A Phenomenological Exploration of 'Emerging from Cyberspace'

"[...] the self becomes the only reality: the uncomfortably solipsistic crawl space in which I'm afraid to get stuck." (Sudjic, 2018: 40)

"We all remain stuck in the social media mud, […]" (Lovink, 2016)

"To understand the reality of a phenomenon is to understand the phenomenon as it is lived by a person." (Staiti, 2012)

From the vantage point that millennials are the first generation to have experienced social media from their teens onwards, this project explores the ways in which the solipsistic pull of the smartphone screen specifically, may impact modes of embodiment.
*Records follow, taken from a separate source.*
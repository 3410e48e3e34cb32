//! Conversions between `image` crate buffers and the core [`Image`].
//!
//! Samples are stored as `f32` in `[0, 1]`. Gray inputs load as 1 channel,
//! color inputs as 3 (RGB) or 4 (RGBA). Saving clamps to `[0, 1]` and
//! writes 8-bit gray, RGB or RGBA depending on the channel count.

use std::path::Path;

use ::image::{DynamicImage, GrayImage, RgbImage, RgbaImage};
use panorama_core::Image;

#[derive(thiserror::Error, Debug)]
pub enum IoError {
    #[error(transparent)]
    Image(#[from] ::image::ImageError),
    #[error("cannot encode an image with {channels} channels (expected 1, 3 or 4)")]
    UnsupportedChannels { channels: usize },
    #[error("invalid image dimensions ({width}x{height})")]
    InvalidDimensions { width: usize, height: usize },
}

pub fn from_dynamic(img: &DynamicImage) -> Image {
    let color = img.color();
    let (width, height) = (img.width() as usize, img.height() as usize);
    let (channels, raw) = if !color.has_color() {
        (1, img.to_luma8().into_raw())
    } else if color.has_alpha() {
        (4, img.to_rgba8().into_raw())
    } else {
        (3, img.to_rgb8().into_raw())
    };

    Image {
        width,
        height,
        channels,
        data: raw.into_iter().map(|v| v as f32 / 255.0).collect(),
    }
}

pub fn to_dynamic(img: &Image) -> Result<DynamicImage, IoError> {
    let invalid = || IoError::InvalidDimensions {
        width: img.width,
        height: img.height,
    };
    let w = u32::try_from(img.width).map_err(|_| invalid())?;
    let h = u32::try_from(img.height).map_err(|_| invalid())?;
    let raw: Vec<u8> = img
        .data
        .iter()
        .map(|&v| (v.clamp(0.0, 1.0) * 255.0).round() as u8)
        .collect();

    let dynamic = match img.channels {
        1 => DynamicImage::ImageLuma8(GrayImage::from_raw(w, h, raw).ok_or_else(invalid)?),
        3 => DynamicImage::ImageRgb8(RgbImage::from_raw(w, h, raw).ok_or_else(invalid)?),
        4 => DynamicImage::ImageRgba8(RgbaImage::from_raw(w, h, raw).ok_or_else(invalid)?),
        channels => return Err(IoError::UnsupportedChannels { channels }),
    };
    Ok(dynamic)
}

pub fn load_image(path: impl AsRef<Path>) -> Result<Image, IoError> {
    let path = path.as_ref();
    let img = ::image::open(path)?;
    log::debug!(
        "loaded {} ({}x{}, {:?})",
        path.display(),
        img.width(),
        img.height(),
        img.color()
    );
    Ok(from_dynamic(&img))
}

pub fn save_image(path: impl AsRef<Path>, img: &Image) -> Result<(), IoError> {
    let path = path.as_ref();
    to_dynamic(img)?.save(path)?;
    log::debug!("saved {} ({}x{})", path.display(), img.width, img.height);
    Ok(())
}

#[cfg(test)]
mod tests {
    use super::*;
    use approx::assert_abs_diff_eq;

    #[test]
    fn gray_round_trips_through_png() {
        let dir = tempfile::tempdir().expect("tempdir");
        let path = dir.path().join("gray.png");
        let img = Image::from_fn(5, 3, 1, |x, y, _| (x + 5 * y) as f32 / 14.0);

        save_image(&path, &img).expect("save");
        let back = load_image(&path).expect("load");

        assert_eq!((back.width, back.height, back.channels), (5, 3, 1));
        for (a, b) in back.data.iter().zip(&img.data) {
            assert_abs_diff_eq!(*a, *b, epsilon = 1.0 / 255.0);
        }
    }

    #[test]
    fn rgb_values_are_clamped_on_save() {
        let img = Image::from_raw(1, 1, 3, vec![-0.5, 0.5, 2.0]).expect("image");
        let dynamic = to_dynamic(&img).expect("encode");
        assert_eq!(dynamic.to_rgb8().into_raw(), vec![0, 128, 255]);
    }

    #[test]
    fn rgba_keeps_alpha_channel() {
        let rgba = RgbaImage::from_raw(1, 1, vec![255, 0, 51, 102]).expect("buffer");
        let img = from_dynamic(&DynamicImage::ImageRgba8(rgba));
        assert_eq!(img.channels, 4);
        assert_abs_diff_eq!(img.data[2], 0.2, epsilon = 1e-6);
        assert_abs_diff_eq!(img.data[3], 0.4, epsilon = 1e-6);
    }

    #[test]
    fn two_channel_images_cannot_be_encoded() {
        let img = Image::new(2, 2, 2);
        assert!(matches!(
            to_dynamic(&img),
            Err(IoError::UnsupportedChannels { channels: 2 })
        ));
    }
}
The area of interest for this project was initially very large: the impact of smartphone use on social relations. I focused it down on the link between smartphone use and the decrease and active avoidance of face-to-face interaction, which I had noticed in myself in recent years. Seemingly, the more time I spent on social media, specifically on Instagram, the more isolated I felt from the physical world around me and the more likely I was to avoid speaking to others face-to-face in every day life. I experienced this as a problem, and the sense of isolation and alienation only led me to retreat back to and delve further into cyberspace – where I felt familiar, in control and, therefore, safe. Social media seemed to be both, the locus originis and the locus causa. This led me to the topic or problem of online embodiment.

CENTRAL ‘HOOK’/ Findings:

My data showed that there are many common experiences and shared modes of (dis)embodiments in relation to scrolling. The only experiences that stood out were the ones by the members of Generation Z (b. between 1996 and 2015), which spoke of a more positive embodied experience of scrolling, i.e.: “I was in 'another place', disconnected from the real world but I felt at peace.” Taken together, one can summarise that all participants feel disconnected from the world around them whilst scrolling, however, the difference is in seeing it as a problem or as a welcome retreat. Whilst social media offers a space for identity-forming away from heteronormative mainstream society, this research looked at whether there is a shift in our embodiment, testing whether scrolling does indeed cause “a dissonance between our digital selves and our analogue bodies, which is 'throwing us into a […] state of anxiety'." (Douglas Rushkoff in Sarah Genner, ON |OFF: Risks and rewards of the anytime-anywhere internet. 2017: 25). The data collected from those participants who remember a childhood without social media (millennials, who were in their teens when social media websites and apps emerged), confirms this feeling of dissonance and state of anxiety caused specifically when ‘emerging from cyberspace’.

Summary:

The phenomenological accounts in this project prove that there is a felt and lived mind/ body divide; a phenomenological disconnect, when so submerged in an Infinite Scroll, and that this can cause feelings of alienation (where the body is alienated from itself (Leder, 1990)). It is only from this vantage point that I can truly begin to think of a visual translation of this dysembodied* experience of cyberspace. In line with Charlotte Bates (2012: 30) and Seweryn Rudnicki (2017: 4), I call for the "revival of sociological interest in online embodiments" and for “a re-engagement with the old mind-body dualism, but in a novel way”.

*By dysembodied, I refer to contemporary modes of online embodiments, where elements from the physical world, like a cramping hand or a full bladder, are seen as hinderances and distractions.